SONELER
Yazar: William Shakespeare
William Shakespeare’nin Soneler’i İngiliz Edebiyatı tarihinde en önemli yere sahip olan şiirlerdir. Shakespeare İngiliz Edebiyatının en iyi oyun yazarı olmasının yanı sıra en iyi şairlerinden biridir de. Shakespeare’nin şiirlerinde aşk vardır, sevgi vardır, umut ve mutluluk vardır. Öyle derin anlamları vardır ki cümlelerinin nasıl dersiniz, nasıl sevilir böyle? Hissedilenler nasıl böylesine aktarılabilir? Hissetmeye gelince herkes hisseder. Sever, en derinlerde yaşar hislerini. Ancak çoğu bulamaz bir yolunu hislerini anlatmanın. Tarifsizdir çünkü hissedilenler. Kelimelerin ötesinde… Hissedilenleri anlatabilmek işte yalnızca böyle ustaların işidir. Shakespeare bu işin en iyi ustalarından biridir. Aşkı ölümsüzdür Shakespeare’nin. Ama öyle lafta değil. Aşkını ölümsüz yapmanın bir yolunu bulmuştur. Sevdiğini şiirlerinde yaşatmış, şiirlerinde hayat vermiştir.
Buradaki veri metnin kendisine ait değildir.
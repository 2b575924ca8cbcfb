use std::time::{Duration, Instant};

/// Spin for the last stretch of a frame budget instead of sleeping
const SPIN_MARGIN: Duration = Duration::from_micros(100);

pub struct FramePacer {
    frame_start: Instant,
    budget: Option<Duration>,
}

impl FramePacer {
    pub fn new(framerate: Option<u32>) -> Self {
        Self {
            frame_start: Instant::now(),
            budget: framerate
                .filter(|&fps| fps > 0)
                .map(|fps| Duration::from_secs_f64(1.0 / fps as f64)),
        }
    }

    pub fn frametime(&self) -> Duration {
        self.frame_start.elapsed()
    }

    pub fn begin_frame(&mut self) {
        self.frame_start = Instant::now();
    }

    /// Blocks until the frame budget is used up, if there is one.
    pub fn end_frame(&self) {
        let Some(budget) = self.budget else {
            return;
        };

        if let Some(sleep_time) = budget
            .checked_sub(self.frametime())
            .and_then(|left| left.checked_sub(SPIN_MARGIN))
        {
            std::thread::sleep(sleep_time);
        }

        while self.frametime() < budget {
            std::thread::yield_now();
        }
    }
}

#[cfg(test)]
mod tests {
    use super::*;

    #[test]
    fn test_unlimited_does_not_block() {
        let mut pacer = FramePacer::new(None);
        pacer.begin_frame();
        pacer.end_frame();
        assert!(pacer.frametime() < Duration::from_millis(50));

        let pacer = FramePacer::new(Some(0));
        assert!(pacer.budget.is_none());
    }

    #[test]
    fn test_limited_frame_uses_budget() {
        let mut pacer = FramePacer::new(Some(50));
        pacer.begin_frame();
        pacer.end_frame();
        assert!(pacer.frametime() >= Duration::from_millis(20));
    }
}
use std::ops::Deref;

use serde::Deserialize;

use crate::RateBastionError;

/// Maximum number of tokens a bucket can hold.
///
/// Every fresh or refilled bucket starts at this value. Must be at least 1.
#[derive(Debug, Clone, Copy, PartialEq, Eq, PartialOrd, Ord, Hash, Deserialize)]
#[serde(try_from = "u64")]
pub struct Capacity(u64);

impl Deref for Capacity {
    type Target = u64;

    fn deref(&self) -> &Self::Target {
        &self.0
    }
}

impl TryFrom<u64> for Capacity {
    type Error = RateBastionError;

    fn try_from(value: u64) -> Result<Self, Self::Error> {
        if value == 0 {
            Err(RateBastionError::InvalidCapacity(
                "Capacity must be at least 1".to_string(),
            ))
        } else {
            Ok(Self(value))
        }
    }
}

/// Time, in seconds, after which an existing bucket is restored to full capacity.
///
/// Refill is a single step: once this much time has passed since the last refill
/// the bucket jumps back to [`Capacity`]. There is no proportional accrual in between.
#[derive(Debug, Clone, Copy, PartialEq, Eq, PartialOrd, Ord, Hash, Deserialize)]
#[serde(try_from = "u64")]
pub struct RefillIntervalSeconds(u64);

impl RefillIntervalSeconds {
    /// The interval in milliseconds, saturating at `u64::MAX`.
    pub fn as_millis(&self) -> u64 {
        self.0.saturating_mul(1000)
    }
}

impl Deref for RefillIntervalSeconds {
    type Target = u64;

    fn deref(&self) -> &Self::Target {
        &self.0
    }
}

impl TryFrom<u64> for RefillIntervalSeconds {
    type Error = RateBastionError;

    fn try_from(value: u64) -> Result<Self, Self::Error> {
        if value == 0 {
            Err(RateBastionError::InvalidRefillInterval(
                "Refill interval must be at least 1 second".to_string(),
            ))
        } else {
            Ok(Self(value))
        }
    }
}

/// Outcome of an admission check.
#[derive(Debug, Clone, Copy, PartialEq, Eq)]
pub enum RateLimitDecision {
    /// The request is allowed and one token was consumed.
    Allowed {
        /// Tokens left in the bucket after this request.
        remaining: u64,
    },
    /// The request is rejected; the bucket is empty.
    ///
    /// Includes best-effort hints for callers that want to communicate backoff.
    Rejected {
        /// Refill interval used for the decision.
        refill_interval_seconds: u64,
        /// Milliseconds until the bucket is due for its next refill.
        ///
        /// Exceeds the interval when the stored refill time is ahead of this clock.
        retry_after_ms: u64,
        /// Tokens available once the refill happens.
        remaining_after_waiting: u64,
    },
}

impl RateLimitDecision {
    /// Whether the request was admitted.
    pub fn is_allowed(&self) -> bool {
        matches!(self, RateLimitDecision::Allowed { .. })
    }
}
En bilinen sonelerinden biri olan 66. sonede Shakespeare hayattan sıkıldığını, bu dünyadan vazgeçtiğini ifade eder. Ancak onu hayata bağlayan bir şey vardır;
“Vazgeçtim bu dünyadan tek ölüm paklar beni,
Değmez bu yangın yeri, avuç açmaya değmez.
(…)
Vazgeçtim bu dünyadan, dünyamdan geçtim ama,
Seni yalnız komak var, o koyuyor adama.”
Shakespeare’nin en dikkat çeken sonelerinden biri de 130. sonesidir. Shakespeare bu sone ile birlikte Elizabeth dönemi sonelerinin dışına çıkmış ve alışılmış olan sarışın kadın güzelliği kalıplarını yıkarak esmer kadınların güzelliğini ön plana çıkarmıştır. Ancak bunu kadının kusurlarını överek yapmıştır. Gerçek aşkın kusursuz olmadığını, insanın sevdiğini kusurlarıyla birlikte sevdiğini vurgulamıştır. Hatta bunu 150. sonesinde “Hangi kudretten aldın bu yaman gücü, söyle / Gönlümü nasıl köle ettin bunca kusura?” diyerek dile getirmiştir.
Öyle güzel ve saf sevmiştir ki Shakespeare, bunu çoğu dizesinde hissettirir okuyucusuna. Kimselere benzetemez, kimselerle kıyaslayamaz sevdiğini. Öyle sevmiştir ki bitmesini istemez hiç. Hep aşık kalmak, hep sevmek ister. Sevdiği de hep yanında olsun, hep yaşasın. Shakespeare yüreğini olduğu gibi koymuştur şiirlerine. Saklamamıştır saf sevgisini. Ancak onun aşkının en güzel yanı şudur ki bu kadar büyük bir aşk yaşamasına rağmen sevdiğini özgürlüğünden asla alıkoyamaz. Bensiz olmak istiyorsan bensiz ol der.